Traffic has been generated using an application written using Xenomai’s Native API, which is made by several components (i.e., the sender, the responder, and the non real-time logger), as shown in Fig. 3.

Figure 3.

Software Layout used for measurements.

The sender includes a real-time periodic thread which generates packets of fixed size, thus producing a Constant Bit Rate data stream. Each application packet is encapsulated in one UDP datagram. The payload contains a time-stamp measured by the application immediately before sending the packet to the lower layer.

Figure 4.

Components of Round Trip Time.

The responder listens for incoming packets from the sender; when receiving the packet, it sends back a copy of the packet, which is received by a real-time thread of the sender application. Moreover, the device drivers have been programmed to write the value of the received power (RSSI) into the packets, to constantly monitor the quality of the wireless link between the hosts.

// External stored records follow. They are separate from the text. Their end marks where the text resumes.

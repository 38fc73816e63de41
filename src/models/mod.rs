pub mod coordinates;
pub mod itinerary;
pub mod poi;

pub use coordinates::Coordinates;
pub use itinerary::{
    format_minutes, Activity, DayPlan, Hotel, Itinerary, ItinerarySource, Pace, PlanFingerprint,
    PlanRequest, TransportMode,
};
pub use poi::Poi;
use crate::cache::{CacheStats, PlanCache, PlanMetrics};
use crate::constants::{HOTEL_CHECK_IN_LEAD_DAYS, RECOMMENDED_HOTEL_LIMIT};
use crate::error::{AppError, Result};
use crate::models::{
    Hotel, Itinerary, ItinerarySource, Pace, PlanFingerprint, PlanRequest, TransportMode,
};
use crate::services::builder::ItineraryBuilder;
use crate::services::enricher::AiEnricher;
use crate::services::hotel_source::HotelSource;
use crate::services::llm::LlmClient;
use crate::services::merge::merge_itinerary;
use crate::services::poi_source::{filter_by_preferences, PoiSource};
use std::sync::Arc;
use std::time::Instant;
use time::{Duration, OffsetDateTime};

/// The planning pipeline: POI lookup → deterministic baseline → optional
/// two-stage LLM enrichment → structural merge, all memoized behind the plan
/// cache. The single entry point is [`TripPlanner::build_itinerary`]; only
/// invalid requests surface as errors, every data or LLM failure degrades to
/// a structurally valid itinerary.
pub struct TripPlanner {
    poi_source: Arc<dyn PoiSource>,
    hotel_source: Arc<dyn HotelSource>,
    enricher: Option<AiEnricher>,
    cache: PlanCache,
}

impl TripPlanner {
    pub fn new(
        poi_source: Arc<dyn PoiSource>,
        hotel_source: Arc<dyn HotelSource>,
        llm_client: Option<Arc<dyn LlmClient>>,
        cache: PlanCache,
    ) -> Self {
        TripPlanner {
            poi_source,
            hotel_source,
            enricher: llm_client.map(AiEnricher::new),
            cache,
        }
    }

    /// Build (or fetch from cache) the itinerary for a request. Identical
    /// requests within the cache TTL share one pipeline execution.
    pub async fn build_itinerary(&self, request: &PlanRequest) -> Result<Itinerary> {
        request.validate().map_err(AppError::InvalidRequest)?;

        let fingerprint = PlanFingerprint::from_request(request);
        let (itinerary, metrics) = self
            .cache
            .get_or_build(fingerprint, || self.run_pipeline(request))
            .await;

        tracing::info!(
            city = %itinerary.city,
            source = %itinerary.source,
            cache_hit = metrics.cache_hit,
            llm_calls = metrics.llm_calls,
            build_ms = metrics.build_ms,
            enrich_ms = metrics.enrich_ms,
            "Itinerary ready"
        );
        Ok(itinerary)
    }

    pub fn cache_stats(&self) -> CacheStats {
        self.cache.stats()
    }

    async fn run_pipeline(&self, request: &PlanRequest) -> (Itinerary, PlanMetrics) {
        let city = request.city.trim();
        let pace = Pace::from_label(&request.pace);
        let transport_mode = TransportMode::from_label(&request.transport_mode);

        let build_started = Instant::now();
        let pois = match self.poi_source.search(city, &request.preferences).await {
            Ok(pois) => pois,
            Err(e) => {
                tracing::warn!(city, "POI lookup failed ({}), continuing without data", e);
                Vec::new()
            }
        };
        let pois = filter_by_preferences(pois, &request.preferences);

        let baseline = ItineraryBuilder::new(pace, transport_mode).build(
            city,
            request.days,
            &request.preferences,
            &pois,
        );
        let build_ms = build_started.elapsed().as_millis() as u64;

        let hotels = self.search_hotels(city, request.days).await;

        let enrich_started = Instant::now();
        let (mut itinerary, llm_calls) = match &self.enricher {
            None => (baseline.clone(), 0),
            Some(enricher) => match enricher.enrich(request, &baseline, &hotels).await {
                Ok(enriched) => {
                    let mut merged = merge_itinerary(&baseline, &enriched.plan, &hotels);
                    // A placeholder keeps its provenance even when enriched.
                    if merged.source == ItinerarySource::Baseline {
                        merged.source = ItinerarySource::LlmSplit;
                    }
                    merged.llm_enhanced = true;
                    if !enriched.degraded_days.is_empty() && merged.notice.is_none() {
                        let days: Vec<String> = enriched
                            .degraded_days
                            .iter()
                            .map(|d| d.to_string())
                            .collect();
                        merged.notice = Some(format!(
                            "AI detail was unavailable for day(s) {}; those days show the deterministic draft.",
                            days.join(", ")
                        ));
                    }
                    (merged, enriched.llm_calls)
                }
                Err(e) => {
                    tracing::warn!(city, "LLM enrichment failed ({}), returning baseline", e);
                    let mut fallback = baseline.clone();
                    if fallback.source == ItinerarySource::Baseline {
                        fallback.source = ItinerarySource::Fallback;
                    }
                    if fallback.notice.is_none() {
                        fallback.notice = Some(
                            "AI enhancement was unavailable; this is the deterministic draft."
                                .to_string(),
                        );
                    }
                    (fallback, 1)
                }
            },
        };

        if itinerary.recommended_hotels.is_empty() && !hotels.is_empty() {
            itinerary.recommended_hotels = hotels
                .iter()
                .take(RECOMMENDED_HOTEL_LIMIT)
                .cloned()
                .collect();
        }
        let enrich_ms = enrich_started.elapsed().as_millis() as u64;

        let metrics = PlanMetrics {
            build_ms,
            enrich_ms,
            llm_calls,
            cache_hit: false,
        };
        (itinerary, metrics)
    }

    /// Best-effort hotel candidates for a window starting a week out, sized
    /// to the trip length. Failures degrade to an empty list.
    async fn search_hotels(&self, city: &str, days: u32) -> Vec<Hotel> {
        let today = OffsetDateTime::now_utc().date();
        let check_in = today + Duration::days(HOTEL_CHECK_IN_LEAD_DAYS);
        let check_out = check_in + Duration::days(days as i64);

        match self
            .hotel_source
            .search(city, check_in, check_out, 2, 1)
            .await
        {
            Ok(hotels) => hotels,
            Err(e) => {
                tracing::warn!(city, "Hotel lookup failed ({}), continuing without candidates", e);
                Vec::new()
            }
        }
    }
}
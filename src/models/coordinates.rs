use serde::{Deserialize, Serialize};

#[derive(Debug, Clone, Copy, Serialize, Deserialize, PartialEq)]
pub struct Coordinates {
    pub lat: f64,
    pub lng: f64,
}

impl Coordinates {
    pub fn new(lat: f64, lng: f64) -> Result<Self, String> {
        if !(-90.0..=90.0).contains(&lat) {
            return Err(format!(
                "Invalid latitude: {} (must be between -90 and 90)",
                lat
            ));
        }
        if !(-180.0..=180.0).contains(&lng) {
            return Err(format!(
                "Invalid longitude: {} (must be between -180 and 180)",
                lng
            ));
        }
        Ok(Coordinates { lat, lng })
    }

    /// Calculate distance between two coordinates using Haversine formula
    /// Returns distance in kilometers
    pub fn distance_to(&self, other: &Coordinates) -> f64 {
        const EARTH_RADIUS_KM: f64 = 6371.0;

        let lat1_rad = self.lat.to_radians();
        let lat2_rad = other.lat.to_radians();
        let delta_lat = (other.lat - self.lat).to_radians();
        let delta_lng = (other.lng - self.lng).to_radians();

        let a = (delta_lat / 2.0).sin().powi(2)
            + lat1_rad.cos() * lat2_rad.cos() * (delta_lng / 2.0).sin().powi(2);
        let c = 2.0 * a.sqrt().atan2((1.0 - a).sqrt());

        EARTH_RADIUS_KM * c
    }
}

#[cfg(test)]
mod tests {
    use super::*;

    #[test]
    fn test_coordinates_validation() {
        assert!(Coordinates::new(39.9042, 116.4074).is_ok());
        assert!(Coordinates::new(91.0, 0.0).is_err()); // Invalid lat
        assert!(Coordinates::new(0.0, 181.0).is_err()); // Invalid lng
    }

    #[test]
    fn test_distance_calculation() {
        let beijing = Coordinates::new(39.9042, 116.4074).unwrap();
        let shanghai = Coordinates::new(31.2304, 121.4737).unwrap();

        let distance = beijing.distance_to(&shanghai);
        // Beijing to Shanghai is approximately 1068 km
        assert!((distance - 1068.0).abs() < 20.0);
    }

    #[test]
    fn test_distance_symmetry() {
        let a = Coordinates::new(39.9163, 116.3972).unwrap();
        let b = Coordinates::new(39.8822, 116.4066).unwrap();

        assert_eq!(a.distance_to(&b), b.distance_to(&a));
    }

    #[test]
    fn test_distance_to_self_is_zero() {
        let a = Coordinates::new(48.8566, 2.3522).unwrap();
        assert_eq!(a.distance_to(&a), 0.0);
    }
}
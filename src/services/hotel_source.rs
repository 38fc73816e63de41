use crate::error::Result;
use crate::models::Hotel;
use async_trait::async_trait;
use time::Date;

/// Best-effort hotel lookup. Implementations may return an empty list and
/// callers must treat failures as "no candidates", never as a hard error.
#[async_trait]
pub trait HotelSource: Send + Sync {
    async fn search(
        &self,
        city: &str,
        check_in: Date,
        check_out: Date,
        adults: u32,
        rooms: u32,
    ) -> Result<Vec<Hotel>>;
}

/// Hotel source for deployments without a booking API configured.
pub struct NoHotelSource;

#[async_trait]
impl HotelSource for NoHotelSource {
    async fn search(
        &self,
        _city: &str,
        _check_in: Date,
        _check_out: Date,
        _adults: u32,
        _rooms: u32,
    ) -> Result<Vec<Hotel>> {
        Ok(Vec::new())
    }
}
use crate::constants::{ACTIVITY_BUFFER_MINUTES, DAY_START_MINUTES};
use crate::models::{format_minutes, Activity, DayPlan, Pace, Poi, TransportMode};
use crate::services::estimates;

/// Greedily packs one day's POIs into a 09:00-anchored timeline.
///
/// Each activity runs for its pace-scaled duration, followed by a fixed
/// 30-minute meal/rest buffer; when both the current and next stop have
/// coordinates, the estimated travel leg is added before the next slot.
pub struct DayScheduler {
    pace: Pace,
    transport_mode: TransportMode,
}

impl DayScheduler {
    pub fn new(pace: Pace, transport_mode: TransportMode) -> Self {
        DayScheduler {
            pace,
            transport_mode,
        }
    }

    /// Schedule the given POIs, in order, into a single day. A slice shorter
    /// than the pace's activities-per-day simply yields a shorter day.
    pub fn plan_day(&self, city: &str, day_number: u32, pois: &[Poi]) -> DayPlan {
        let mut activities = Vec::with_capacity(pois.len());
        let mut current_time = DAY_START_MINUTES;

        for (index, poi) in pois.iter().enumerate() {
            let duration = estimates::activity_duration(poi, self.pace);
            let start = current_time;
            let end = start + duration;

            activities.push(Activity {
                name: poi.name.clone(),
                kind: poi.kind.clone(),
                address: poi.address.clone(),
                coordinates: poi.coordinates,
                start_time: format_minutes(start),
                end_time: format_minutes(end),
                duration_minutes: duration,
                description: baseline_description(poi, city),
                rating: poi.rating,
                price_range: poi.price_range.clone(),
                price_estimate: poi.price_estimate,
                tags: poi.tags.clone(),
                order: index as u32 + 1,
            });

            current_time = end + ACTIVITY_BUFFER_MINUTES;

            if let Some(next) = pois.get(index + 1) {
                if let (Some(here), Some(there)) = (poi.coordinates, next.coordinates) {
                    let distance = here.distance_to(&there);
                    current_time += estimates::travel_time_minutes(distance, self.transport_mode);
                }
            }
        }

        DayPlan {
            day_number,
            description: format!(
                "Day {} schedule with {} stops",
                day_number,
                activities.len()
            ),
            summary: None,
            theme: None,
            hotel: None,
            tips: Vec::new(),
            activities,
        }
    }
}

/// Deterministic description used before any AI polish.
fn baseline_description(poi: &Poi, city: &str) -> String {
    if poi.tags.is_empty() {
        format!("{} is a well-known attraction in {}.", poi.name, city)
    } else {
        format!(
            "{} is a well-known attraction in {}, known for {}.",
            poi.name,
            city,
            poi.tags.join(", ")
        )
    }
}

An external, non real-time process collects from a Real-Time Pipe IPC the time values at which the real-time tasks send and receive the packets and the RSSI values, calculates the Round Trip Time (RTT) and stores the RTT and RSSI values on the disk (this approach guarantees that the I/O operations do not affect the realtime behavior of the system). The RTT includes the time elapsed by the packet to traverse the stack manager, the waiting time for the packet in the driver transmission queue before an idle channel, the transmission time, the propagation time, and the time employed by the interrupt handler and the stack manager to process the incoming packet on the receiving side, multiplied by 2 (the packet travels back and forth on the same path), as depicted in Fig. 4. Thus, the measured value is not affected by skew and offset errors, given that transmission and reception times are taken from the same clock on the sender side.

Experiments have been conducted by varying the bit rate, the background traffic load, the source transmission rate, the packet size, CW limits, interframe spaces, and the baseband processor sensitivity.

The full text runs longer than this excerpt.